▸ **REQUIRED ACTION**
Which lines of the records below contain the word "artworks"? Report each of them in full.

Top of EXERCISE INPUT

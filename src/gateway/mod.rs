//! Typed gateway to the artwork registry contract
//!
//! Exposes the contract's four read methods and the staged write protocol:
//! fees are fetched from the contract, every mutating call is first simulated
//! with identical calldata and attached value, and only then submitted. The
//! gateway performs no caching; callers trigger a store resync after a
//! confirmed write.

use crate::artwork::Artwork;
use crate::config::RegistryConfig;
use crate::error::RegistryError;
use alloy::{
    contract::{Error as ContractError, SolCallBuilder},
    network::EthereumWallet,
    primitives::{Address, TxHash, U256},
    providers::{PendingTransactionConfig, Provider, ProviderBuilder},
    sol,
    transports::{
        http::{reqwest::Client, Http},
        RpcError,
    },
};
use alloy_signer_local::PrivateKeySigner;
use async_trait::async_trait;
use url::Url;

sol! {
    #[sol(rpc)]
    contract ArtRegistry {
        function getArtworkCount() external view returns (uint256 count);
        function artworks(uint256 index) external view
            returns (string title, string artist, string nftUrl, uint256 likes);
        function registrationFee() external view returns (uint256 fee);
        function likeFee() external view returns (uint256 fee);
        function registerArtwork(string title, string artist, string nftUrl) external payable;
        function likeArtwork(uint256 id) external payable;
    }
}

/// Inputs of a registration, as entered by the user
#[derive(Debug, Clone, PartialEq, Eq)]
pub struct RegisterForm {
    pub title: String,
    pub artist: String,
    pub nft_url: String,
}

impl RegisterForm {
    /// All three fields are required before any network call is made
    pub fn validate(&self) -> Result<(), RegistryError> {
        if self.title.is_empty() || self.artist.is_empty() || self.nft_url.is_empty() {
            return Err(RegistryError::Validation(
                "Please fill in all fields".to_string(),
            ));
        }
        Ok(())
    }
}

/// Handle to a submitted, not yet confirmed transaction
#[derive(Debug, Clone, Copy, PartialEq, Eq)]
pub struct TxHandle(pub TxHash);

/// Access to the artwork registry, read and staged-write operations
///
/// Write stages are split out so the transaction workflow can drive its
/// state machine through them; implementations must guarantee that a
/// simulate/submit pair for the same arguments builds identical calldata
/// and attached value.
#[async_trait]
pub trait RegistryClient: Send + Sync {
    /// Number of registered artworks
    async fn count(&self) -> Result<u64, RegistryError>;

    /// Artwork at a sequential index in `[0, count)`
    async fn artwork_at(&self, index: u64) -> Result<Artwork, RegistryError>;

    /// Fee the contract charges for a registration, smallest denomination
    async fn registration_fee(&self) -> Result<U256, RegistryError>;

    /// Fee the contract charges for a like, smallest denomination
    async fn like_fee(&self) -> Result<U256, RegistryError>;

    /// Non-mutating pre-flight of `registerArtwork` with the fee attached
    async fn simulate_register(&self, form: &RegisterForm, value: U256)
        -> Result<(), RegistryError>;

    /// Broadcast `registerArtwork` with the fee attached
    async fn submit_register(
        &self,
        form: &RegisterForm,
        value: U256,
    ) -> Result<TxHandle, RegistryError>;

    /// Non-mutating pre-flight of `likeArtwork` with the fee attached
    async fn simulate_like(&self, id: u64, value: U256) -> Result<(), RegistryError>;

    /// Broadcast `likeArtwork` with the fee attached
    async fn submit_like(&self, id: u64, value: U256) -> Result<TxHandle, RegistryError>;

    /// Wait for a submitted transaction to be included. No internal timeout;
    /// callers bound the wait if they need to.
    async fn confirm(&self, tx: TxHandle) -> Result<(), RegistryError>;
}

/// Alloy-backed gateway to the deployed registry contract
pub struct ArtRegistryGateway<P> {
    instance: ArtRegistry::ArtRegistryInstance<Http<Client>, P>,
}

/// Gateway over a plain HTTP provider; serves reads and simulations only
pub fn connect_read_only(
    config: &RegistryConfig,
) -> Result<ArtRegistryGateway<impl Provider<Http<Client>>>, RegistryError> {
    let url = parse_rpc_url(&config.rpc_url)?;
    let address = parse_contract_address(&config.contract_address)?;
    let provider = ProviderBuilder::new().on_http(url);
    Ok(ArtRegistryGateway::new(address, provider))
}

/// Gateway whose provider signs and submits transactions with the given key
pub fn connect_with_signer(
    config: &RegistryConfig,
    signer: PrivateKeySigner,
) -> Result<ArtRegistryGateway<impl Provider<Http<Client>>>, RegistryError> {
    let url = parse_rpc_url(&config.rpc_url)?;
    let address = parse_contract_address(&config.contract_address)?;
    let wallet = EthereumWallet::from(signer);
    let provider = ProviderBuilder::new().wallet(wallet).on_http(url);
    Ok(ArtRegistryGateway::new(address, provider))
}

fn parse_rpc_url(rpc_url: &str) -> Result<Url, RegistryError> {
    Url::parse(rpc_url).map_err(|e| RegistryError::InvalidConfig(e.to_string()))
}

fn parse_contract_address(address: &str) -> Result<Address, RegistryError> {
    address
        .parse::<Address>()
        .map_err(|e| RegistryError::InvalidConfig(e.to_string()))
}

impl<P: Provider<Http<Client>>> ArtRegistryGateway<P> {
    pub fn new(address: Address, provider: P) -> Self {
        Self {
            instance: ArtRegistry::new(address, provider),
        }
    }

    /// Contract address this gateway is bound to
    pub fn address(&self) -> Address {
        *self.instance.address()
    }

    // Single construction path per method, shared by simulation and
    // submission, so both always carry identical calldata and value.
    fn register_call(
        &self,
        form: &RegisterForm,
        value: U256,
    ) -> SolCallBuilder<Http<Client>, &P, ArtRegistry::registerArtworkCall> {
        self.instance
            .registerArtwork(
                form.title.clone(),
                form.artist.clone(),
                form.nft_url.clone(),
            )
            .value(value)
    }

    fn like_call(
        &self,
        id: u64,
        value: U256,
    ) -> SolCallBuilder<Http<Client>, &P, ArtRegistry::likeArtworkCall> {
        self.instance.likeArtwork(U256::from(id)).value(value)
    }
}

#[async_trait]
impl<P> RegistryClient for ArtRegistryGateway<P>
where
    P: Provider<Http<Client>> + Send + Sync + 'static,
{
    async fn count(&self) -> Result<u64, RegistryError> {
        let ret = self
            .instance
            .getArtworkCount()
            .call()
            .await
            .map_err(read_error)?;
        u64::try_from(ret.count).map_err(|_| RegistryError::Rpc("count out of range".to_string()))
    }

    async fn artwork_at(&self, index: u64) -> Result<Artwork, RegistryError> {
        let ret = self
            .instance
            .artworks(U256::from(index))
            .call()
            .await
            .map_err(read_error)?;
        let likes = u64::try_from(ret.likes)
            .map_err(|_| RegistryError::Rpc("like counter out of range".to_string()))?;
        Ok(Artwork {
            id: index,
            title: ret.title,
            artist: ret.artist,
            nft_url: ret.nftUrl,
            likes,
        })
    }

    async fn registration_fee(&self) -> Result<U256, RegistryError> {
        let ret = self
            .instance
            .registrationFee()
            .call()
            .await
            .map_err(read_error)?;
        Ok(ret.fee)
    }

    async fn like_fee(&self) -> Result<U256, RegistryError> {
        let ret = self.instance.likeFee().call().await.map_err(read_error)?;
        Ok(ret.fee)
    }

    async fn simulate_register(
        &self,
        form: &RegisterForm,
        value: U256,
    ) -> Result<(), RegistryError> {
        self.register_call(form, value)
            .call()
            .await
            .map(|_| ())
            .map_err(simulation_error)
    }

    async fn submit_register(
        &self,
        form: &RegisterForm,
        value: U256,
    ) -> Result<TxHandle, RegistryError> {
        // the pending-transaction builder borrows the call builder
        let call = self.register_call(form, value);
        let pending = call.send().await.map_err(submission_error)?;
        Ok(TxHandle(*pending.tx_hash()))
    }

    async fn simulate_like(&self, id: u64, value: U256) -> Result<(), RegistryError> {
        self.like_call(id, value)
            .call()
            .await
            .map(|_| ())
            .map_err(simulation_error)
    }

    async fn submit_like(&self, id: u64, value: U256) -> Result<TxHandle, RegistryError> {
        let call = self.like_call(id, value);
        let pending = call.send().await.map_err(submission_error)?;
        Ok(TxHandle(*pending.tx_hash()))
    }

    async fn confirm(&self, tx: TxHandle) -> Result<(), RegistryError> {
        let watcher = self
            .instance
            .provider()
            .watch_pending_transaction(PendingTransactionConfig::new(tx.0))
            .await
            .map_err(|e| RegistryError::Rpc(e.to_string()))?;
        watcher
            .await
            .map_err(|e| RegistryError::Rpc(e.to_string()))?;
        Ok(())
    }
}

/// Map a read failure: transport problems mean the node is unreachable,
/// everything else is an RPC-level failure.
fn read_error(err: ContractError) -> RegistryError {
    match err {
        ContractError::TransportError(RpcError::Transport(kind)) => {
            RegistryError::NodeUnavailable(kind.to_string())
        }
        other => RegistryError::Rpc(other.to_string()),
    }
}

/// A failed pre-flight means the real call would have been rejected
fn simulation_error(err: ContractError) -> RegistryError {
    RegistryError::SimulationRejected(err.to_string())
}

fn submission_error(err: ContractError) -> RegistryError {
    match err {
        ContractError::TransportError(RpcError::Transport(kind)) => {
            RegistryError::NodeUnavailable(kind.to_string())
        }
        other => RegistryError::Submission(other.to_string()),
    }
}

#[cfg(test)]
pub mod testing;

Bottom of EXERCISE INPUT

▸ **TASK ANSWER**
        function artworks(uint256 index) external view
    /// Number of registered artworks
            .artworks(U256::from(index))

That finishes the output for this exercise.